Superproteção no mundo real também causa prejuízo a crianças
Para o autor, que é professor na Stern School of Business da Universidade de Nova York, há ainda um fator social que ajuda a ampliar os índices de ansiedade. “Há uma segunda história, que é a da guinada bem‑intencionada porém desastrosa em direção à superproteção das crianças e à restrição de sua autonomia no mundo real. A afirmação central destas páginas é que essas duas tendências — superproteção no mundo real e subproteção no mundo virtual — são as principais responsáveis por tornar as crianças nascidas depois de 1995 a geração ansiosa”.
O autor demonstra como a “infância baseada no brincar” entrou em declínio na década de 1980 e foi substituída pela “infância baseada no celular”, acompanhada por uma hiperconectividade que alterou o desenvolvimento social e neurológico dos jovens e tem causado privação de sono, privação social, fragmentação da atenção e vício.
Como pais, escolas e a sociedade podem atuar por uma infância digital saudável
De acordo com Haidt, a saída para evitar que o cenário se agrave é uma ação coordenada, com escolha de ações mais benéficas para todos no longo prazo.

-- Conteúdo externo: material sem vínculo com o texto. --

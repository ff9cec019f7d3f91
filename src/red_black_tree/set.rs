use crate::compare::{Compare, Natural};
use crate::red_black_tree::map::{RedBlackMap, RedBlackMapIntoIter, RedBlackMapKeys};
use crate::red_black_tree::Result;
use serde::de::{self, Deserialize, Deserializer, SeqAccess, Visitor};
use serde::ser::{Serialize, SerializeSeq, Serializer};
use std::borrow::Borrow;
use std::fmt;
use std::marker::PhantomData;
use std::result;

/// An ordered set implemented using a red black tree.
///
/// A red black tree is a self-balancing binary search tree that colors each node red or black and
/// keeps the number of black nodes on every root-to-leaf path equal, so its height stays
/// logarithmic in the number of keys.
///
/// # Examples
///
/// ```
/// use red_black_collections::red_black_tree::RedBlackSet;
///
/// let mut set = RedBlackSet::new();
/// set.insert(0).unwrap();
/// set.insert(3).unwrap();
///
/// assert_eq!(set.len(), 2);
///
/// assert_eq!(set.min(), Some(&0));
/// assert!(set.contains(&3));
/// assert!(!set.contains(&1));
/// ```
pub struct RedBlackSet<T, C = Natural> {
    map: RedBlackMap<T, (), C>,
}

impl<T> RedBlackSet<T> {
    /// Constructs a new, empty `RedBlackSet<T>` ordered by `Ord`.
    ///
    /// # Examples
    ///
    /// ```
    /// use red_black_collections::red_black_tree::RedBlackSet;
    ///
    /// let set: RedBlackSet<u32> = RedBlackSet::new();
    /// ```
    pub fn new() -> Self {
        RedBlackSet {
            map: RedBlackMap::new(),
        }
    }
}

impl<T, C> RedBlackSet<T, C> {
    /// Constructs a new, empty `RedBlackSet<T, C>` ordered by `comparator`.
    ///
    /// # Examples
    ///
    /// ```
    /// use red_black_collections::compare::CaseInsensitive;
    /// use red_black_collections::red_black_tree::RedBlackSet;
    ///
    /// let mut set = RedBlackSet::with_comparator(CaseInsensitive);
    /// set.insert(String::from("Hello")).unwrap();
    /// assert!(set.contains(&String::from("HELLO")));
    /// ```
    pub fn with_comparator(comparator: C) -> Self {
        RedBlackSet {
            map: RedBlackMap::with_comparator(comparator),
        }
    }

    /// Constructs a new, empty `RedBlackSet<T, C>` ordered by `comparator` whose nodes are
    /// allocated `chunk_size` at a time.
    pub fn with_chunk_size(comparator: C, chunk_size: usize) -> Self {
        RedBlackSet {
            map: RedBlackMap::with_chunk_size(comparator, chunk_size),
        }
    }

    /// Inserts a key into the set. Returns `true` if the key was not already in the set. Returns
    /// an error if a node could not be allocated.
    ///
    /// # Examples
    ///
    /// ```
    /// use red_black_collections::red_black_tree::RedBlackSet;
    ///
    /// let mut set = RedBlackSet::new();
    /// assert_eq!(set.insert(1).unwrap(), true);
    /// assert!(set.contains(&1));
    /// assert_eq!(set.insert(1).unwrap(), false);
    /// ```
    pub fn insert(&mut self, key: T) -> Result<bool>
    where
        C: Compare<T>,
    {
        self.map.insert(key, ()).map(|old| old.is_none())
    }

    /// Checks if a key exists in the set.
    ///
    /// # Examples
    ///
    /// ```
    /// use red_black_collections::red_black_tree::RedBlackSet;
    ///
    /// let mut set = RedBlackSet::new();
    /// set.insert(1).unwrap();
    /// assert!(!set.contains(&0));
    /// assert!(set.contains(&1));
    /// ```
    pub fn contains<V>(&self, key: &V) -> bool
    where
        T: Borrow<V>,
        C: Compare<V>,
        V: ?Sized,
    {
        self.map.contains_key(key)
    }

    /// Returns the number of elements in the set.
    ///
    /// # Examples
    ///
    /// ```
    /// use red_black_collections::red_black_tree::RedBlackSet;
    ///
    /// let mut set = RedBlackSet::new();
    /// set.insert(1).unwrap();
    /// assert_eq!(set.len(), 1);
    /// ```
    pub fn len(&self) -> usize {
        self.map.len()
    }

    /// Returns `true` if the set is empty.
    ///
    /// # Examples
    ///
    /// ```
    /// use red_black_collections::red_black_tree::RedBlackSet;
    ///
    /// let set: RedBlackSet<u32> = RedBlackSet::new();
    /// assert!(set.is_empty());
    /// ```
    pub fn is_empty(&self) -> bool {
        self.map.is_empty()
    }

    /// Clears the set, removing all values.
    ///
    /// # Examples
    ///
    /// ```
    /// use red_black_collections::red_black_tree::RedBlackSet;
    ///
    /// let mut set = RedBlackSet::new();
    /// set.insert(1).unwrap();
    /// set.insert(2).unwrap();
    /// set.clear();
    /// assert_eq!(set.is_empty(), true);
    /// ```
    pub fn clear(&mut self) {
        self.map.clear();
    }

    /// Returns the minimum key of the set. Returns `None` if the set is empty.
    ///
    /// # Examples
    ///
    /// ```
    /// use red_black_collections::red_black_tree::RedBlackSet;
    ///
    /// let mut set = RedBlackSet::new();
    /// set.insert(1).unwrap();
    /// set.insert(3).unwrap();
    /// assert_eq!(set.min(), Some(&1));
    /// ```
    pub fn min(&self) -> Option<&T> {
        self.map.min()
    }

    /// Returns the maximum key of the set. Returns `None` if the set is empty.
    ///
    /// # Examples
    ///
    /// ```
    /// use red_black_collections::red_black_tree::RedBlackSet;
    ///
    /// let mut set = RedBlackSet::new();
    /// set.insert(1).unwrap();
    /// set.insert(3).unwrap();
    /// assert_eq!(set.max(), Some(&3));
    /// ```
    pub fn max(&self) -> Option<&T> {
        self.map.max()
    }

    /// Returns an iterator over the set. The iterator will yield keys using in-order traversal.
    ///
    /// # Examples
    ///
    /// ```
    /// use red_black_collections::red_black_tree::RedBlackSet;
    ///
    /// let mut set = RedBlackSet::new();
    /// set.insert(1).unwrap();
    /// set.insert(3).unwrap();
    ///
    /// let mut iterator = set.iter();
    /// assert_eq!(iterator.next(), Some(&1));
    /// assert_eq!(iterator.next(), Some(&3));
    /// assert_eq!(iterator.next(), None);
    /// ```
    pub fn iter(&self) -> RedBlackSetIter<'_, T> {
        RedBlackSetIter {
            map_iter: self.map.keys(),
        }
    }

    /// Verifies the red black invariants of the underlying tree. See
    /// `RedBlackMap::check_invariants`.
    pub fn check_invariants(&self) -> Result<()>
    where
        C: Compare<T>,
    {
        self.map.check_invariants()
    }

    /// Returns a new set with the same comparator and keys.
    ///
    /// # Examples
    ///
    /// ```
    /// use red_black_collections::red_black_tree::RedBlackSet;
    ///
    /// let mut set = RedBlackSet::new();
    /// set.insert(1).unwrap();
    /// let copy = set.copy().unwrap();
    /// assert_eq!(copy.iter().collect::<Vec<&u32>>(), vec![&1]);
    /// ```
    pub fn copy(&self) -> Result<Self>
    where
        T: Clone,
        C: Compare<T> + Clone,
    {
        self.map.copy().map(|map| RedBlackSet { map })
    }

    /// Returns a new set containing the keys in `self` or `other`.
    ///
    /// # Examples
    ///
    /// ```
    /// use red_black_collections::red_black_tree::RedBlackSet;
    ///
    /// let mut a = RedBlackSet::new();
    /// a.insert(1).unwrap();
    /// let mut b = RedBlackSet::new();
    /// b.insert(2).unwrap();
    ///
    /// let union = a.union(&b).unwrap();
    /// assert_eq!(union.iter().collect::<Vec<&u32>>(), vec![&1, &2]);
    /// ```
    pub fn union(&self, other: &Self) -> Result<Self>
    where
        T: Clone,
        C: Compare<T> + Clone,
    {
        self.map.union(&other.map).map(|map| RedBlackSet { map })
    }

    /// Returns a new set containing the keys in both `self` and `other`.
    ///
    /// # Examples
    ///
    /// ```
    /// use red_black_collections::red_black_tree::RedBlackSet;
    ///
    /// let mut a = RedBlackSet::new();
    /// a.insert(1).unwrap();
    /// a.insert(2).unwrap();
    /// let mut b = RedBlackSet::new();
    /// b.insert(2).unwrap();
    ///
    /// let intersection = a.intersection(&b).unwrap();
    /// assert_eq!(intersection.iter().collect::<Vec<&u32>>(), vec![&2]);
    /// ```
    pub fn intersection(&self, other: &Self) -> Result<Self>
    where
        T: Clone,
        C: Compare<T> + Clone,
    {
        self.map.intersection(&other.map).map(|map| RedBlackSet { map })
    }

    /// Returns a new set containing the keys in `self` that are not in `other`.
    ///
    /// # Examples
    ///
    /// ```
    /// use red_black_collections::red_black_tree::RedBlackSet;
    ///
    /// let mut a = RedBlackSet::new();
    /// a.insert(1).unwrap();
    /// a.insert(2).unwrap();
    /// let mut b = RedBlackSet::new();
    /// b.insert(2).unwrap();
    ///
    /// let difference = a.difference(&b).unwrap();
    /// assert_eq!(difference.iter().collect::<Vec<&u32>>(), vec![&1]);
    /// ```
    pub fn difference(&self, other: &Self) -> Result<Self>
    where
        T: Clone,
        C: Compare<T> + Clone,
    {
        self.map.difference(&other.map).map(|map| RedBlackSet { map })
    }
}

impl<T, C> IntoIterator for RedBlackSet<T, C> {
    type IntoIter = RedBlackSetIntoIter<T>;
    type Item = T;

    fn into_iter(self) -> Self::IntoIter {
        Self::IntoIter {
            map_iter: self.map.into_iter(),
        }
    }
}

impl<'a, T, C> IntoIterator for &'a RedBlackSet<T, C>
where
    T: 'a,
{
    type IntoIter = RedBlackSetIter<'a, T>;
    type Item = &'a T;

    fn into_iter(self) -> Self::IntoIter {
        self.iter()
    }
}

/// An owning iterator for `RedBlackSet<T, C>`.
///
/// This iterator traverses the elements of the set in-order and yields owned keys.
pub struct RedBlackSetIntoIter<T> {
    map_iter: RedBlackMapIntoIter<T, ()>,
}

impl<T> Iterator for RedBlackSetIntoIter<T> {
    type Item = T;

    fn next(&mut self) -> Option<Self::Item> {
        self.map_iter.next().map(|pair| pair.0)
    }
}

/// An iterator for `RedBlackSet<T, C>`.
///
/// This iterator traverses the elements of the set in-order and yields immutable references.
pub struct RedBlackSetIter<'a, T> {
    map_iter: RedBlackMapKeys<'a, T, ()>,
}

impl<'a, T> RedBlackSetIter<'a, T> {
    /// Returns `true` if the iterator has not been exhausted.
    pub fn has_next(&self) -> bool {
        self.map_iter.has_next()
    }
}

impl<'a, T> Iterator for RedBlackSetIter<'a, T>
where
    T: 'a,
{
    type Item = &'a T;

    fn next(&mut self) -> Option<Self::Item> {
        self.map_iter.next()
    }
}

impl<T, C> Default for RedBlackSet<T, C>
where
    C: Default,
{
    fn default() -> Self {
        RedBlackSet::with_comparator(C::default())
    }
}

impl<T, C> fmt::Debug for RedBlackSet<T, C>
where
    T: fmt::Debug,
{
    fn fmt(&self, f: &mut fmt::Formatter<'_>) -> fmt::Result {
        f.debug_set().entries(self.iter()).finish()
    }
}

impl<T, C> PartialEq for RedBlackSet<T, C>
where
    T: PartialEq,
{
    fn eq(&self, other: &Self) -> bool {
        self.map == other.map
    }
}

impl<T, C> Serialize for RedBlackSet<T, C>
where
    T: Serialize,
{
    fn serialize<S>(&self, serializer: S) -> result::Result<S::Ok, S::Error>
    where
        S: Serializer,
    {
        let mut seq = serializer.serialize_seq(Some(self.len()))?;
        for key in self {
            seq.serialize_element(key)?;
        }
        seq.end()
    }
}

struct RedBlackSetVisitor<T, C> {
    marker: PhantomData<fn() -> RedBlackSet<T, C>>,
}

impl<'de, T, C> Visitor<'de> for RedBlackSetVisitor<T, C>
where
    T: Deserialize<'de>,
    C: Compare<T> + Default,
{
    type Value = RedBlackSet<T, C>;

    fn expecting(&self, formatter: &mut fmt::Formatter<'_>) -> fmt::Result {
        formatter.write_str("a sequence")
    }

    fn visit_seq<S>(self, mut access: S) -> result::Result<Self::Value, S::Error>
    where
        S: SeqAccess<'de>,
    {
        let mut set = RedBlackSet::default();
        while let Some(key) = access.next_element()? {
            set.insert(key)
                .map_err(<S::Error as de::Error>::custom)?;
        }
        Ok(set)
    }
}

impl<'de, T, C> Deserialize<'de> for RedBlackSet<T, C>
where
    T: Deserialize<'de>,
    C: Compare<T> + Default,
{
    fn deserialize<D>(deserializer: D) -> result::Result<Self, D::Error>
    where
        D: Deserializer<'de>,
    {
        deserializer.deserialize_seq(RedBlackSetVisitor {
            marker: PhantomData,
        })
    }
}
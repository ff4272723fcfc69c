//! Error types for the connector system.

use std::fmt;
use thiserror::Error;

/// Provider error code signalling that the user declined the request.
pub const USER_REJECTED_REQUEST: i64 = 4001;

pub type Result<T> = std::result::Result<T, ConnectorError>;

/// Errors surfaced to callers of a connector.
#[derive(Error, Debug, Clone, PartialEq)]
pub enum ConnectorError {
	#[error("No injected provider found")]
	NoProvider,

	#[error("The user rejected the request")]
	UserRejected,

	#[error("Provider error: {0}")]
	Provider(ProviderError),
}

impl ConnectorError {
	/// Classifies a provider failure, recognizing the user-rejection code.
	pub fn from_provider(error: ProviderError) -> Self {
		if error.is_user_rejection() {
			Self::UserRejected
		} else {
			Self::Provider(error)
		}
	}
}

/// Failure reported by an injected provider.
///
/// Providers reject with loosely shaped error objects; only the numeric
/// `code` carries meaning the connector acts on.
#[derive(Debug, Clone, PartialEq, Eq)]
pub struct ProviderError {
	pub code: Option<i64>,
	pub message: String,
}

impl ProviderError {
	pub fn new(message: impl Into<String>) -> Self {
		Self {
			code: None,
			message: message.into(),
		}
	}

	pub fn with_code(code: i64, message: impl Into<String>) -> Self {
		Self {
			code: Some(code),
			message: message.into(),
		}
	}

	/// The provider does not expose the capability needed for a request style.
	pub fn unsupported(capability: &str) -> Self {
		Self::new(format!("provider does not support {}", capability))
	}

	pub fn timed_out(method: &str) -> Self {
		Self::new(format!("request {} timed out", method))
	}

	pub fn is_user_rejection(&self) -> bool {
		self.code == Some(USER_REJECTED_REQUEST)
	}
}

impl fmt::Display for ProviderError {
	fn fmt(&self, f: &mut fmt::Formatter<'_>) -> fmt::Result {
		match self.code {
			Some(code) => write!(f, "{} (code {})", self.message, code),
			None => write!(f, "{}", self.message),
		}
	}
}

impl std::error::Error for ProviderError {}

#[cfg(test)]
mod tests {
	use super::*;

	#[test]
	fn test_user_rejection_is_classified() {
		let error = ProviderError::with_code(4001, "User denied account authorization");
		assert_eq!(
			ConnectorError::from_provider(error),
			ConnectorError::UserRejected
		);
	}

	#[test]
	fn test_other_codes_stay_unclassified() {
		let error = ProviderError::with_code(4100, "Unauthorized");
		assert_eq!(
			ConnectorError::from_provider(error.clone()),
			ConnectorError::Provider(error)
		);

		let error = ProviderError::new("enable is not a function");
		assert!(!error.is_user_rejection());
	}

	#[test]
	fn test_display_includes_code() {
		let error = ProviderError::with_code(4001, "rejected");
		assert_eq!(error.to_string(), "rejected (code 4001)");
		assert_eq!(ProviderError::new("boom").to_string(), "boom");
	}
}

Ele cita quatro reformas fundamentais:
1 Nada de smartphone antes do nono ano (o equivalente ao 1º ano do ensino médio no Brasil). Antes disso, os pais devem dar aos filhos apenas celulares básicos (com aplicativos limitados e sem navegador de internet). “Smartphones, tablets, computadores e televisões não são apropriados para crianças muito pequenas. Em comparação com outros objetos e brinquedos, esses aparelhos transmitem estímulos sensoriais intensos e absorventes. Ao mesmo tempo, incentivam o comportamento passivo e o consumo de informações, o que pode retardar o aprendizado”, argumenta.
2 Nada de redes sociais antes dos 16 anos. As crianças devem passar pelo período mais vulnerável do desenvolvimento cerebral sem ter acesso a um fluxo sem filtro de comparações sociais e influenciadores escolhidos por algoritmos.
3 Escolas não devem permitir celulares. Durante todo o período de aula, em todas as escolas, desde o ensino fundamental até o médio, os alunos devem deixar trancados celulares, smartwatches e quaisquer outros dispositivos pessoais que enviem ou recebam mensagens, atrapalhando a capacidade de concentração.
4 As crianças devem brincar mais de maneira não supervisionada e independente na infância. Dessa maneira, desenvolvem naturalmente habilidades sociais, superam a ansiedade e se tornam jovens adultos autônomos.
“A humanidade evoluiu na Terra. Crianças evoluíram para a brincadeira física e a exploração. Elas prosperam quando têm raízes em comunidades do mundo real, não em redes de contatos virtuais e descorporificadas. Crescer no mundo virtual promove ansiedade, anomia e solidão. A Grande Reconfiguração da Infância tem sido um fracasso catastrófico. É hora de dar fim a esse experimento. Vamos trazer nossas crianças de volta para casa”, conclui.